Só
me lembro da dor no peito enquanto assistia ao último episódio de “Casa de
Papel”. Pensei: fudeu, não vou conseguir saber como terminar...
Felizmente,
ou não, até os paramédicos chegarem a TV ficou ligada e entre um espasmo e
outro consegui acompanhar a trama até o final. Na verdade, ouvi mais do que
assisti. Ouvi quando minha mulher ligava desesperada para a emergência, quando
os paramédicos tentaram a ressuscitação e até quando um deles falou para o
motorista da ambulância que não necessitava mais apressar-se.
Engraçado,
mas continuei escutando mesmo sabendo que não habitava mais aquele corpo.
Algo
muito estranho para mim. Mas tinha sido curioso minha vida inteira, como não
continuar na morte? Afinal, era a primeira vez. Fiquei por ali ouvindo as mais
variadas opiniões a meu respeito. É esclarecedor o que as pessoas falam sobre
você quando imaginam que não está por perto.
Meu
velório foi uma experiência fantástica, e pensar que eu havia pedido para que
não fizessem... Pelo menos a cremação foi realizada. Por um instante receei
sentir algo quando o corpo começou a ser consumido pelas chamas, mas saí do
outro lado ileso.
Quando
me perguntava o que poderia fazer neste estado em que me encontrava, uma porta
se abriu, é uma porta no nada, para o nada, e tenho que admitir, havia uma luz
muito forte saindo por ela, uma luz que não ofuscava. Passei através da porta,
literalmente, não me sentia ligado a mais nada deste lado. Logo em seguida me
encontrei em um imenso vazio pontilhado de estrelas. Milhões de sóis como não poderia
observar da Terra. Uma outra porta se abriu e um senhor simpático de barbas
longas me fez sinal para segui-lo. Passamos para outro ambiente completamente
branco e confortável.
Ele
me chamou pelo nome e pediu que ficasse à vontade. Perguntei quem ele era e o
que ele estava fazendo ali. Perguntas óbvias mas ele respondeu, seus lábios se
mexiam mas as palavras que ouvia em minha mente não correspondiam às que eram
articuladas.
- Sou Deus e você está aqui porque morreu.
Isso
parecia óbvio, mas minha dúvida era outra: Porque eu? Sempre me declarei ateu!
Ele
me olhou com uma expressão de enfado:
-
O mundo anda muito chato, se não desse tanto trabalho eu o destruiria outra
vez. Mas de que adiantaria, vocês não aprenderiam nada, como das outras vezes,
causa perdida.
Meio
encabulado com o seu desabafo, lembrei:
-
O senhor não me respondeu.
-
Ora, gosto de conversar sobre vários assuntos, mas só me aparecem crentes
recitando passagens da bíblia, como se eu não a tivesse escrito. Bem, na verdade
não escrevi, mas inspirei.
-
E quais assuntos Lhe interessam?
-
As maiores realizações da humanidade, suas pinturas mais intrigantes, poemas e
peças dramáticas ou satíricas. As descobertas científicas também me encantam.

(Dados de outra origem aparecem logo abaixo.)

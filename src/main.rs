use std::sync::Arc;
use anyhow::{anyhow, bail};
use clap::Parser;
use clap_derive::Parser;
use persist_tunnel::client::TunnelClient;
use persist_tunnel::config::{ClientConfig, ServerConfig, TunnelConfig};
use persist_tunnel::listen_spec::ListenSpec;
use persist_tunnel::net::TcpConnector;
use persist_tunnel::server::TunnelServer;
use tokio::net::TcpListener;
use tokio::task::JoinSet;
use tracing::{error, info, Level};

/// Tunnels TCP connections over a link that may drop, resuming sessions without losing or
///  duplicating data
#[derive(Parser)]
struct Args {
    /// [listen-host:]listen-port:host:port[:host:port...] - accept user connections and tunnel
    ///  them to the first reachable tunnel server
    #[clap(long)]
    client: Vec<String>,

    /// [listen-host:]listen-port:service-host:service-port - accept tunnel connections and
    ///  forward them to the service
    #[clap(long)]
    server: Vec<String>,

    #[clap(short, long, default_value_t = false)]
    verbose: bool,

    #[clap(long, default_value_t = false)]
    very_verbose: bool,
}

#[tokio::main]
pub async fn main() -> anyhow::Result<()> {
    let args = Args::parse();

    if args.client.is_empty() && args.server.is_empty() {
        return Err(anyhow!("nothing to do - specify at least one --client or --server"));
    }

    let level = match (args.verbose, args.very_verbose) {
        (_, true) => Level::TRACE,
        (true, _) => Level::DEBUG,
        (false, false) => Level::INFO,
    };

    tracing_subscriber::fmt()
        .with_max_level(level)
        .try_init()
        .ok();

    let connector = Arc::new(TcpConnector);
    let mut listeners = JoinSet::new();

    for s in &args.client {
        let spec: ListenSpec = s.parse()?;
        let client = TunnelClient::new(TunnelConfig::default(), ClientConfig { candidates: spec.connect }, connector.clone())?;

        let listener = TcpListener::bind(&spec.listen).await?;
        info!("listening for user connections on {}", spec.listen);
        listeners.spawn(async move { client.serve(listener).await });
    }

    for s in &args.server {
        let spec: ListenSpec = s.parse()?;
        if spec.connect.len() != 1 {
            bail!("{:?}: a server forwards to exactly one service", s);
        }
        let destination = spec.connect.into_iter().next()
            .ok_or_else(|| anyhow!("{:?}: missing service address", s))?;
        let server = TunnelServer::new(TunnelConfig::default(), ServerConfig { destination }, connector.clone())?;

        let listener = TcpListener::bind(&spec.listen).await?;
        info!("listening for tunnel connections on {}", spec.listen);
        listeners.spawn(async move { server.serve(listener).await });
    }

    while let Some(joined) = listeners.join_next().await {
        match joined {
            Ok(Ok(())) => {}
            Ok(Err(e)) => {
                error!("listener terminated: {}", e);
                return Err(e);
            }
            Err(e) => return Err(e.into()),
        }
    }
    Ok(())
}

Vocês descobrem caminhos que eu jamais sonharia, mesmo sendo onisciente... brincadeira.
Mas, o que mais me encanta é a música. Meninos criativos esses: Ludwig, Amadeus
e Sebastian. Acho que a música deles funciona muito melhor que algumas orações,
por vezes.
Sempre
aprovei todas essas coisas também.
- Quer dizer que o Senhor me trouxe aqui para
falar sobre arte, pois estava entediado?
-
Por que a surpresa, por acaso você tem algo melhor para fazer, por toda a
eternidade?
-
Não, mas deixei vários projetos inacabados do outro lado.
-
Talvez prefira conversar sobre trabalho?
-
Como o Senhor quiser...
-
Então, quando criei todos vocês e aquela chatice do Éden, ficou tudo perfeito,
só que não. Aí me ocorreu a ideia, uma sacada, como diriam na sua profissão.
Resolvi por pimenta no negócio e criei o diabo, tive que inventar toda uma história sobre anjos revoltosos e caídos, mas o pessoal comprou. Como
profissional, o que você achou do meu produto?
-
Muito eficiente, falei.
-
Pois é, mas agora vou te contar por que fiz tudo isso.
E
nas paredes, que não eram paredes, assisti em segundos, desde o Big Bang até a
invenção do smartphone.
Neste
instante uma lancinante dor no peito me fez abrir os olhos e encarar as
luzes de uma sala de emergência...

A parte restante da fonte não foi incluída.